Hey there, time traveller!
This article was published 5/10/2013 (1025 days ago), so information in it may no longer be current.
BlackBerry and some key executives are facing allegations they misled investors on the state of the company's future and how its BlackBerry 10 would fare against competitors.
A class-action lawsuit filed by one BlackBerry shareholder claims leaders of the Waterloo, Ont.-based smartphone maker failed to tell investors "the company was not on the road to recovery and re-emerging as a lead player in the wireless communications industry."
"In reality, the BlackBerry 10 was not well-received by the market," said the lawsuit, filed in a Manhattan court by shareholder Marvin Pearlstein on Friday.
The class-action suit seeks to represent "thousands" of shareholders who purchased BlackBerry stock from Sept. 27, 2012, to Sept. 20 this year, a period in which it alleges executives misrepresented the state of BlackBerry's operations.
Also named as defendants in the lawsuit are chief executive Thorsten Heins and chief financial officer Brian Bidulka.
None of the allegations has been proven in court, and a representative for BlackBerry declined to comment, saying the company is "reviewing the matter."
Last month, BlackBerry disclosed it would book nearly a billion dollars in losses related primarily to the writedown of unsold BlackBerry Z10 touchscreen smartphones, and also lay off about 40 per cent of its employees in an effort to reduce costs.

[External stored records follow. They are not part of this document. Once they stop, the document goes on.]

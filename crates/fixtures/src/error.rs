// SPDX-License-Identifier: LGPL-3.0-only
//
// This file is provided WITHOUT ANY WARRANTY;
// without even the implied warranty of MERCHANTABILITY
// or FITNESS FOR A PARTICULAR PURPOSE.

use acirfx_acir::AcirError;
use thiserror::Error;

#[derive(Error, Debug)]
pub enum FixtureError {
    #[error(transparent)]
    Acir(#[from] AcirError),

    #[error("Fixture '{0}' not found")]
    NotFound(String),

    #[error("Initial witness keys are not contiguous from {start}")]
    NotContiguous { start: u32 },

    #[error("Initial witness is empty")]
    EmptyWitness,

    #[error(
        "Expected witness must add exactly one entry to the initial witness: {added} added, {changed} changed or removed"
    )]
    ExpectedMismatch { added: usize, changed: usize },

    #[error("Re-serialized circuit differs from the decompressed payload")]
    PayloadMismatch,

    #[error("Recompressed payload does not reproduce the bytecode")]
    BytecodeMismatch,

    #[error("Circuit arguments {circuit:?} do not match initial witness keys {witness:?}")]
    ArgumentMismatch { circuit: Vec<u32>, witness: Vec<u32> },

    #[error("Added witnesses {added:?} are not the circuit return values {returns:?}")]
    ReturnWitnessMismatch { added: Vec<u32>, returns: Vec<u32> },

    #[error("Witness {0} is already present")]
    WitnessAlreadyPresent(u32),

    #[error("Base64 decode: {0}")]
    Base64Error(#[from] base64::DecodeError),

    #[error("JSON error: {0}")]
    JsonError(#[from] serde_json::Error),

    #[error("IO error: {0}")]
    IoError(#[from] std::io::Error),
}

pub type Result<T> = std::result::Result<T, FixtureError>;
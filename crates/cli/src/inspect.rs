// SPDX-License-Identifier: LGPL-3.0-only
//
// This file is provided WITHOUT ANY WARRANTY;
// without even the implied warranty of MERCHANTABILITY
// or FITNESS FOR A PARTICULAR PURPOSE.

use acirfx_acir::circuit::Opcode;
use acirfx_config::AppConfig;
use anyhow::Result;

use crate::cli::FixtureSource;
use crate::helpers::format::witness_ranges;
use crate::source;

pub async fn execute(source: &FixtureSource, config: &AppConfig) -> Result<()> {
    let fixture = source::resolve(source, config).await?;
    let circuit = fixture.circuit()?;

    println!("=== {} ===\n", fixture.name);
    println!("Current witness index: {}", circuit.current_witness_index);

    let private: Vec<u32> = circuit
        .private_parameters
        .iter()
        .map(|w| w.witness_index())
        .collect();
    println!("Private parameters: {}", witness_ranges(&private));
    println!(
        "Public parameters: {}",
        witness_ranges(&circuit.public_parameters.indices())
    );
    println!(
        "Return values: {}",
        witness_ranges(&circuit.return_values.indices())
    );

    println!("\nOpcodes:");
    for (index, opcode) in circuit.opcodes.iter().enumerate() {
        match opcode {
            Opcode::Arithmetic(expr) => {
                let witnesses: Vec<u32> =
                    expr.witnesses().iter().map(|w| w.witness_index()).collect();
                println!(
                    "  [{}] {} over {}",
                    index,
                    opcode.name(),
                    witness_ranges(&witnesses)
                );
            }
            Opcode::BlackBoxFuncCall(call) => {
                let inputs: Vec<u32> = call
                    .get_inputs_vec()
                    .iter()
                    .map(|input| input.witness.witness_index())
                    .collect();
                let outputs: Vec<u32> = call
                    .get_outputs_vec()
                    .iter()
                    .map(|w| w.witness_index())
                    .collect();
                println!(
                    "  [{}] {}({}) -> {}",
                    index,
                    call.name(),
                    witness_ranges(&inputs),
                    witness_ranges(&outputs)
                );
            }
        }
    }

    for (location, message) in &circuit.assert_messages {
        println!("  {:?}: {}", location, message);
    }

    Ok(())
}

The court filings outline numerous news releases issued by BlackBerry, as well as cite quarterly conference calls where it alleges executives "deceive the investing public."
The lawsuit claims the recent tumble in BlackBerry stock was a direct fallout from the executives' misrepresentation of BlackBerry's financial state.
"The timing and magnitude of BlackBerry's stock price decline negates any inference that the loss suffered by the plaintiff and the other class members was caused by changed market conditions, macroeconoimc or industry factors," the lawsuit alleges.
Since Sept. 20, when the company first disclosed the massive loss and layoffs, BlackBerry's share price has tumbled 25 per cent on the NASDAQ in New York.
BlackBerry has faced numerous other class-action lawsuits in the past.
In 2011, a U.S. judge threw out a suit claiming executives of the company, then known as Research In Motion, misled investors on its financial condition and the prospects of its devices, which included the failed launch of its PlayBook tablet. The case is being appealed by the plaintiffs.
Another class-action lawsuit was filed the same year by Montreal-based law firm Consumer Law Group Inc. seeking refunds for the downtime caused by a massive BlackBerry service outage.